Currently celebrating ten years in business, Domino have not only successfully survived a decade of huge pop-cultural change and unprecedented music industry fluctuation, but are still in a kind of miraculously ongoing artistic prime wherein turning a CD over to find the familiar white rectangle still means you can pretty much hand over your money sight unseen. There are probably fewer than ten labels on the planet currently operating at this consistently high qualitative watermark – fewer again whose roster covers such a broad musical sweep, of which more later – and fewer still who remain independently owned.

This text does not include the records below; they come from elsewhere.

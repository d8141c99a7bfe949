use crate::cmd::VersionArgs;
use crate::exit::{CliResult, SUCCESS};

pub fn run(args: VersionArgs) -> CliResult<i32> {
    if !args.extended {
        println!("telemlink {}", env!("CARGO_PKG_VERSION"));
        return Ok(SUCCESS);
    }

    println!("name: telemlink");
    println!("version: {}", env!("CARGO_PKG_VERSION"));
    println!("target: {}", env!("TELEMLINK_BUILD_TARGET"));
    println!("target_os: {}", std::env::consts::OS);
    println!("target_arch: {}", std::env::consts::ARCH);
    println!(
        "frame: preamble={:#04x} header={}B crc=CRC-16/XMODEM max_payload={}",
        telemlink_frame::PREAMBLE,
        telemlink_frame::HEADER_SIZE,
        telemlink_frame::MAX_PAYLOAD
    );
    println!("features: async={}, cli=true", cfg!(feature = "async"));

    Ok(SUCCESS)
}
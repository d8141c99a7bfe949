fn main() {
    let target = std::env::var("TARGET").unwrap_or_else(|_| "unknown".to_string());
    println!("cargo:rustc-env=TELEMLINK_BUILD_TARGET={target}");
    println!("cargo:rerun-if-env-changed=TARGET");
}
use std::fmt;
use std::io;

use telemlink_dispatch::DispatchError;
use telemlink_frame::FrameError;
use telemlink_transport::TransportError;

// Exit code constants.
pub const SUCCESS: i32 = 0;
pub const FAILURE: i32 = 1;
pub const TRANSPORT_ERROR: i32 = 3;
pub const PERMISSION_DENIED: i32 = 50;
pub const DATA_INVALID: i32 = 60;
pub const USAGE: i32 = 64;
pub const TIMEOUT: i32 = 124;
pub const INTERNAL: i32 = 125;

pub type CliResult<T> = Result<T, CliError>;

#[derive(Debug)]
pub struct CliError {
    pub code: i32,
    pub message: String,
}

impl CliError {
    pub fn new(code: i32, message: impl Into<String>) -> Self {
        Self {
            code,
            message: message.into(),
        }
    }
}

impl fmt::Display for CliError {
    fn fmt(&self, f: &mut fmt::Formatter<'_>) -> fmt::Result {
        write!(f, "{}", self.message)
    }
}

impl std::error::Error for CliError {}

pub fn io_error(context: &str, err: io::Error) -> CliError {
    let code = match err.kind() {
        io::ErrorKind::PermissionDenied => PERMISSION_DENIED,
        io::ErrorKind::TimedOut | io::ErrorKind::WouldBlock => TIMEOUT,
        io::ErrorKind::ConnectionRefused | io::ErrorKind::NotFound => TRANSPORT_ERROR,
        _ => INTERNAL,
    };
    CliError::new(code, format!("{context}: {err}"))
}

pub fn transport_error(context: &str, err: TransportError) -> CliError {
    match err {
        TransportError::Connect { addr, source } => {
            io_error(&format!("{context} ({addr})"), source)
        }
        TransportError::Open { path, source } => {
            io_error(&format!("{context} ({})", path.display()), source)
        }
        TransportError::Io(source) => io_error(context, source),
    }
}

pub fn frame_error(context: &str, err: FrameError) -> CliError {
    match err {
        FrameError::Io(source) => io_error(context, source),
        FrameError::PayloadTooLarge { .. } => {
            CliError::new(DATA_INVALID, format!("{context}: {err}"))
        }
        FrameError::ConnectionClosed => CliError::new(FAILURE, format!("{context}: {err}")),
    }
}

pub fn dispatch_error(context: &str, err: DispatchError) -> CliError {
    match err {
        DispatchError::Spawn(source) => io_error(context, source),
        DispatchError::Sink(_) | DispatchError::Panicked(_) => {
            CliError::new(FAILURE, format!("{context}: {err}"))
        }
        other => CliError::new(INTERNAL, format!("{context}: {other}")),
    }
}
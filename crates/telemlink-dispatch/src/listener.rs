use std::sync::atomic::{AtomicBool, AtomicU64, Ordering};
use std::sync::Arc;
use std::thread::{self, JoinHandle};
use std::time::Duration;

use telemlink_frame::Frame;
use tracing::{error, info};

use crate::error::{DispatchError, Result, SinkError};
use crate::handler::Handler;

type Producer = Box<dyn FnMut() -> Option<Frame> + Send>;
type Sink = Box<dyn FnMut(Frame) -> std::result::Result<(), SinkError> + Send>;

/// Receive loop configuration.
#[derive(Debug, Clone)]
pub struct ListenerConfig {
    /// Name given to the background thread.
    pub thread_name: String,
    /// Sleep after a producer attempt that yielded no frame. `None` retries
    /// immediately, leaving pacing to the byte source's blocking reads.
    pub idle_backoff: Option<Duration>,
}

impl Default for ListenerConfig {
    fn default() -> Self {
        Self {
            thread_name: "telemlink-rx".to_string(),
            idle_backoff: None,
        }
    }
}

/// Lifecycle of a [`ReceiveLoop`].
#[derive(Debug, Clone, Copy, PartialEq, Eq)]
pub enum ListenerState {
    Created,
    Running,
    StopRequested,
    Stopped,
}

#[derive(Debug, Default)]
struct Shared {
    cancel: AtomicBool,
    alive: AtomicBool,
    delivered: AtomicU64,
}

/// Clears `alive` when the loop thread exits, including by panic.
struct AliveGuard(Arc<Shared>);

impl Drop for AliveGuard {
    fn drop(&mut self) {
        self.0.alive.store(false, Ordering::Release);
    }
}

/// Pumps frames from a producer into a sink on a dedicated thread.
///
/// Stopping is cooperative: [`stop`](ReceiveLoop::stop) raises a flag that
/// the loop checks between iterations, so one in-flight frame may still be
/// delivered afterwards. Poll [`is_alive`](ReceiveLoop::is_alive) or call
/// [`join`](ReceiveLoop::join) to observe the exit. A loop runs at most once.
pub struct ReceiveLoop {
    parts: Option<(Producer, Sink)>,
    config: ListenerConfig,
    shared: Arc<Shared>,
    handle: Option<JoinHandle<std::result::Result<(), SinkError>>>,
    started: bool,
}

impl ReceiveLoop {
    /// Create a loop with default configuration.
    pub fn new<P, K>(producer: P, sink: K) -> Self
    where
        P: FnMut() -> Option<Frame> + Send + 'static,
        K: FnMut(Frame) -> std::result::Result<(), SinkError> + Send + 'static,
    {
        Self::with_config(producer, sink, ListenerConfig::default())
    }

    /// Create a loop with explicit configuration.
    pub fn with_config<P, K>(producer: P, sink: K, config: ListenerConfig) -> Self
    where
        P: FnMut() -> Option<Frame> + Send + 'static,
        K: FnMut(Frame) -> std::result::Result<(), SinkError> + Send + 'static,
    {
        Self {
            parts: Some((Box::new(producer), Box::new(sink))),
            config,
            shared: Arc::new(Shared::default()),
            handle: None,
            started: false,
        }
    }

    /// Create a loop whose sink dispatches every frame through `handler`.
    pub fn with_handler<P>(producer: P, handler: Arc<Handler>) -> Self
    where
        P: FnMut() -> Option<Frame> + Send + 'static,
    {
        Self::new(producer, move |frame: Frame| {
            handler.call(&frame);
            Ok(())
        })
    }

    /// Spawn the background thread.
    pub fn start(&mut self) -> Result<()> {
        if self.started {
            return Err(if self.is_alive() {
                DispatchError::AlreadyStarted
            } else {
                DispatchError::NotRestartable
            });
        }
        let Some((mut producer, mut sink)) = self.parts.take() else {
            return Err(DispatchError::NotRestartable);
        };

        self.started = true;
        self.shared.alive.store(true, Ordering::Release);

        let shared = Arc::clone(&self.shared);
        let idle_backoff = self.config.idle_backoff;
        let name = self.config.thread_name.clone();
        let spawned = thread::Builder::new().name(name.clone()).spawn(move || {
            let _alive = AliveGuard(Arc::clone(&shared));
            info!(thread = %name, "receive loop started");

            while !shared.cancel.load(Ordering::Acquire) {
                match producer() {
                    Some(frame) => {
                        shared.delivered.fetch_add(1, Ordering::Relaxed);
                        if let Err(err) = sink(frame) {
                            error!(
                                thread = %name,
                                error = %err,
                                "sink failed; receive loop exiting"
                            );
                            return Err(err);
                        }
                    }
                    None => {
                        if let Some(backoff) = idle_backoff {
                            thread::sleep(backoff);
                        }
                    }
                }
            }

            info!(thread = %name, "receive loop stopped");
            Ok(())
        });

        match spawned {
            Ok(handle) => {
                self.handle = Some(handle);
                Ok(())
            }
            Err(err) => {
                self.shared.alive.store(false, Ordering::Release);
                Err(DispatchError::Spawn(err))
            }
        }
    }

    /// Ask the loop to exit after its current iteration.
    pub fn stop(&self) {
        self.shared.cancel.store(true, Ordering::Release);
    }

    /// True while the background thread is executing the loop.
    pub fn is_alive(&self) -> bool {
        self.shared.alive.load(Ordering::Acquire)
    }

    pub fn state(&self) -> ListenerState {
        if !self.started {
            ListenerState::Created
        } else if !self.is_alive() {
            ListenerState::Stopped
        } else if self.shared.cancel.load(Ordering::Acquire) {
            ListenerState::StopRequested
        } else {
            ListenerState::Running
        }
    }

    /// Frames handed to the sink so far.
    pub fn frames_delivered(&self) -> u64 {
        self.shared.delivered.load(Ordering::Relaxed)
    }

    /// Wait for the loop thread to exit and report how it ended.
    ///
    /// Does not request a stop by itself. Returns the sink's error if one
    /// ended the loop, or [`DispatchError::Panicked`] if the thread panicked.
    pub fn join(&mut self) -> Result<()> {
        let Some(handle) = self.handle.take() else {
            return if self.started {
                Ok(())
            } else {
                Err(DispatchError::NotStarted)
            };
        };

        match handle.join() {
            Ok(Ok(())) => Ok(()),
            Ok(Err(err)) => Err(DispatchError::Sink(err)),
            Err(panic) => Err(DispatchError::Panicked(panic_message(panic.as_ref()))),
        }
    }
}

impl Drop for ReceiveLoop {
    // The thread is detached, not joined: it may be parked in a blocking read.
    fn drop(&mut self) {
        self.stop();
    }
}

impl std::fmt::Debug for ReceiveLoop {
    fn fmt(&self, f: &mut std::fmt::Formatter<'_>) -> std::fmt::Result {
        f.debug_struct("ReceiveLoop")
            .field("config", &self.config)
            .field("state", &self.state())
            .field("frames_delivered", &self.frames_delivered())
            .finish_non_exhaustive()
    }
}

fn panic_message(payload: &(dyn std::any::Any + Send)) -> String {
    if let Some(msg) = payload.downcast_ref::<&str>() {
        (*msg).to_string()
    } else if let Some(msg) = payload.downcast_ref::<String>() {
        msg.clone()
    } else {
        "unknown panic".to_string()
    }
}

“I had a pretty clear idea about what I wanted to do,” Bell says of his music-industry worldview circa 1993. “It was a funny time, culturally: grunge was sort of fading, and Britpop was exploding, and everything was kind of about… winning, it seemed, at the time. And there didn’t seem to be a lot of interest in art, and longer-term development of artists, and so forth: things that are characteristics of great independent labels. I thought there was a gap for a true independent label.”
Domino’s maiden release was by local contenders The Tender Lugers (“a Velvets-inspired garage band with kinda funny, sick lyrics”) but “what we were also doing,” says Bell, “because we didn’t have the budget to [send people into recording studios], was licensing American music for Europe and the UK. There was this wave of music that I thought was really important, and that wasn’t being represented, this kind of antidote to grunge - bands like Sebadoh, Royal Trux, Will Oldham’s Palace Brothers project and Smog.”
Worlds Of Possibility, the double album compilation released to celebrate Domino’s first decade, gives the lie, however, to the common misconception that Domino are ‘merely’ a top-drawer weird-Americana label, as its beginnings might suggest. It reminds you that Domino is not only the label Will Oldham rang when he was looking for a deal: it’s also the imprint that has unerringly located the best, most singular exponents of various new-music vogues - neo-blues (The Kills), electronica (Max Tundra, Four Tet), nu-post-punk artrock (Franz Ferdinand) - while at the same time giving a home to sundry wayward geniuses (Jim O’Rourke, Dave Pajo, Bill Callahan, Dave Berman) and landmark songwriters (Stephen Malkmus, James Yorkston, the late Elliott Smith).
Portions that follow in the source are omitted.